I got a kitten a few months ago so my other cat would have somebody to play with. While he has lived with other cats and kittens before without problem, these two do not want to get along together!! It's like a back alley cat fight every night, and nothing I do seems to be helping the situation.

Before I take the resort of going to the SPCA, I wanted to see if anybody here is interested in a really cute Black/grey kitten for their home. He is a great cat, with the exception that he does not want to play nice with my other one!
He is approx 4.5-5 months old. Needs his shots and *ahems* chopped at 6months.

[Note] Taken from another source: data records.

//! MindVault - persistent memory and skill progression for AI agents
//!
//! MindVault is the knowledge layer an agent assistant accumulates over
//! time: facts, preferences, behavioral patterns and successful task
//! approaches, plus a per-agent competence model with experience, levels,
//! idle decay and prerequisite gating.
//!
//! ## Architecture
//!
//! ```text
//! raw text ──► PrivacyFilter ──► MemoryStore.remember
//!                                    │ dedup-merge, persist
//!                                    └─► SemanticIndex (background, tolerant)
//!
//! MemoryStore.recall = keyword scan ⊕ SemanticIndex.query
//!
//! Consolidator (weekly) ──► summary records, `superseded` tags
//! SkillEngine.award_xp ──► dependency gate ─► XP/level ─► achievements
//! Background sweeps: TTL expiry, idle decay, consolidation
//! ```
//!
//! The orchestration layer constructs one [`KnowledgeEngine`] at startup
//! and consumes [`events::EngineEvent`]s for notification surfaces.
//! Durable state lives in whole-collection JSON snapshots that load
//! fail-open; a slow or unavailable embedding backend degrades recall to
//! keyword-only but never blocks writes.
//!
//! ## Modules
//!
//! - [`memory`]: record store, hybrid recall, consolidation, extraction
//! - [`index`]: cosine-similarity semantic index
//! - [`embedding`]: swappable embedding provider capability
//! - [`privacy`]: sensitive-pattern redaction
//! - [`skills`]: experience, levels, decay, dependencies, achievements
//! - [`events`]: domain event bus
//! - [`config`]: engine configuration
//! - [`engine`]: the composition root

pub mod config;
pub mod embedding;
pub mod engine;
pub mod error;
pub mod events;
pub mod index;
pub mod memory;
pub mod privacy;
pub mod skills;

pub use config::EngineConfig;
pub use engine::KnowledgeEngine;
pub use error::{Error, Result};
//! Memory store, consolidation and extraction

mod consolidator;
mod extractor;
mod knowledge;
mod record;
mod store;

pub use consolidator::{
    ConsolidationReport, Consolidator, TAG_AUTO_GENERATED, TAG_SUMMARY, TAG_SUPERSEDED,
};
pub use extractor::Extractor;
pub use knowledge::{
    LearnedPattern, Preference, Reflection, ReflectionAnalysis, ReflectionOutcome, TaskKnowledge,
    TaskOutcome,
};
pub use record::{MemoryCandidate, MemoryKind, MemoryRecord, MemorySource, SensitivityLevel};
pub use store::{MemoryStore, RecallOptions};
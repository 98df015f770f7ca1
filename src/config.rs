//! MindVault configuration management

use crate::skills::SkillLevel;
use serde::{Deserialize, Serialize};
use std::path::{Path, PathBuf};

/// Main MindVault configuration
#[derive(Debug, Clone, Default, Serialize, Deserialize)]
pub struct EngineConfig {
    /// Storage configuration
    #[serde(default)]
    pub storage: StorageConfig,

    /// Embedding provider configuration
    #[serde(default)]
    pub embedding: EmbeddingConfig,

    /// Semantic index configuration
    #[serde(default)]
    pub index: IndexConfig,

    /// Hybrid recall configuration
    #[serde(default)]
    pub recall: RecallConfig,

    /// Skill idle-decay configuration
    #[serde(default)]
    pub decay: DecayConfig,

    /// Memory consolidation configuration
    #[serde(default)]
    pub consolidation: ConsolidationConfig,

    /// Background sweep intervals
    #[serde(default)]
    pub sweeps: SweepConfig,
}

impl EngineConfig {
    /// Load configuration from a TOML file
    pub fn from_toml_file(path: impl AsRef<Path>) -> crate::Result<Self> {
        let content = std::fs::read_to_string(path.as_ref())?;
        toml::from_str(&content)
            .map_err(|e| crate::Error::Config(format!("Failed to parse config: {}", e)))
    }
}

/// Storage configuration
#[derive(Debug, Clone, Serialize, Deserialize)]
pub struct StorageConfig {
    /// Base directory for durable collection snapshots
    pub data_dir: PathBuf,
}

impl Default for StorageConfig {
    fn default() -> Self {
        let base = dirs_next::data_local_dir()
            .unwrap_or_else(|| PathBuf::from("."))
            .join("mindvault");
        Self { data_dir: base }
    }
}

/// Embedding provider configuration
///
/// Points at an OpenAI-compatible `/embeddings` endpoint. The API key is
/// read from the environment variable named by `api_key_env`, so secrets
/// never live in the config file.
#[derive(Debug, Clone, Serialize, Deserialize)]
pub struct EmbeddingConfig {
    /// Base URL of the embeddings API
    pub base_url: String,

    /// Model identifier sent with each request
    pub model: String,

    /// Environment variable holding the API key (optional for local servers)
    pub api_key_env: Option<String>,

    /// Per-request timeout in seconds
    pub timeout_secs: u64,

    /// Expected embedding dimensions
    pub dimensions: usize,
}

impl Default for EmbeddingConfig {
    fn default() -> Self {
        Self {
            base_url: "https://api.openai.com/v1".to_string(),
            model: "text-embedding-3-small".to_string(),
            api_key_env: Some("OPENAI_API_KEY".to_string()),
            timeout_secs: 10,
            dimensions: 384,
        }
    }
}

/// Semantic index configuration
#[derive(Debug, Clone, Serialize, Deserialize)]
pub struct IndexConfig {
    /// Minimum cosine similarity for a query hit
    pub similarity_threshold: f32,

    /// Default maximum results per query
    pub max_results: usize,
}

impl Default for IndexConfig {
    fn default() -> Self {
        Self {
            similarity_threshold: 0.3,
            max_results: 5,
        }
    }
}

/// Hybrid recall configuration
#[derive(Debug, Clone, Serialize, Deserialize)]
pub struct RecallConfig {
    /// Default result limit for `recall`
    pub default_limit: usize,

    /// Result cap for the semantic phase
    pub semantic_limit: usize,
}

impl Default for RecallConfig {
    fn default() -> Self {
        Self {
            default_limit: 10,
            semantic_limit: 5,
        }
    }
}

/// Skill idle-decay configuration
#[derive(Debug, Clone, Serialize, Deserialize)]
pub struct DecayConfig {
    /// Days a skill may sit idle before decay starts
    pub idle_threshold_days: i64,

    /// XP subtracted per idle day past the threshold
    pub rate_per_day: f64,

    /// Decay never pushes a skill below this level's XP threshold
    pub floor_level: SkillLevel,
}

impl Default for DecayConfig {
    fn default() -> Self {
        Self {
            idle_threshold_days: 7,
            rate_per_day: 5.0,
            floor_level: SkillLevel::Intermediate,
        }
    }
}

/// Memory consolidation configuration
#[derive(Debug, Clone, Serialize, Deserialize)]
pub struct ConsolidationConfig {
    /// Minimum records in a category before it is considered
    pub min_category_size: usize,

    /// Cosine similarity threshold for cluster membership
    pub similarity_threshold: f32,

    /// Maximum neighbors pulled per similarity query
    pub neighbor_cap: usize,

    /// Minimum cluster size worth summarizing
    pub min_cluster_size: usize,

    /// Summary content is truncated to this many characters
    pub max_summary_chars: usize,
}

impl Default for ConsolidationConfig {
    fn default() -> Self {
        Self {
            min_category_size: 10,
            similarity_threshold: 0.7,
            neighbor_cap: 10,
            min_cluster_size: 3,
            max_summary_chars: 500,
        }
    }
}

/// Background sweep intervals
#[derive(Debug, Clone, Serialize, Deserialize)]
pub struct SweepConfig {
    /// TTL expiry sweep interval in seconds
    pub expiry_interval_secs: u64,

    /// Skill idle-decay sweep interval in seconds
    pub decay_interval_secs: u64,

    /// Consolidation pass interval in seconds
    pub consolidation_interval_secs: u64,
}

impl Default for SweepConfig {
    fn default() -> Self {
        Self {
            expiry_interval_secs: 3600,
            decay_interval_secs: 3600,
            consolidation_interval_secs: 604_800,
        }
    }
}

#[cfg(test)]
mod tests {
    use super::*;

    #[test]
    fn test_default_config() {
        let config = EngineConfig::default();
        assert_eq!(config.index.similarity_threshold, 0.3);
        assert_eq!(config.index.max_results, 5);
        assert_eq!(config.recall.default_limit, 10);
        assert_eq!(config.decay.idle_threshold_days, 7);
        assert_eq!(config.decay.floor_level, SkillLevel::Intermediate);
        assert_eq!(config.consolidation.min_category_size, 10);
        assert!(config.storage.data_dir.ends_with("mindvault"));
    }

    #[test]
    fn test_partial_toml_round_trip() {
        let toml_src = r#"
            [recall]
            default_limit = 3
            semantic_limit = 2

            [decay]
            idle_threshold_days = 14
            rate_per_day = 2.5
            floor_level = "beginner"
        "#;
        let config: EngineConfig = toml::from_str(toml_src).unwrap();
        assert_eq!(config.recall.default_limit, 3);
        assert_eq!(config.decay.idle_threshold_days, 14);
        assert_eq!(config.decay.floor_level, SkillLevel::Beginner);
        // Unspecified sections fall back to defaults
        assert_eq!(config.index.similarity_threshold, 0.3);
        assert_eq!(config.consolidation.max_summary_chars, 500);
    }

    #[test]
    fn test_from_toml_file_missing() {
        let result = EngineConfig::from_toml_file("/nonexistent/mindvault.toml");
        assert!(result.is_err());
    }
}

If anybody is interested, please let me know!


----------



## HowEver (Jan 11, 2005)

This behaviour could change after that 'augmentation' to which you alluded.


----------



## imactheknife (Aug 7, 2003)

you almost always get cats together otherwise there are issues. Cats are very territorial. Our cat HATES other animals period and hiss's through the door at our neighbors friendly cat when he comes around oh well, if my Mom could have a cat I a sure she would call you! she is over in Tuscany.


----------



## MacDaddy (Jul 16, 2001)

He has lived with 2 other cats, a dog and a kitten before and while there were initial problems with them getting along, all settled down after about a month. It has been 3 and they are still having more issues than previous times. It's driving me up the wall!


----------



## Elric (Jul 30, 2005)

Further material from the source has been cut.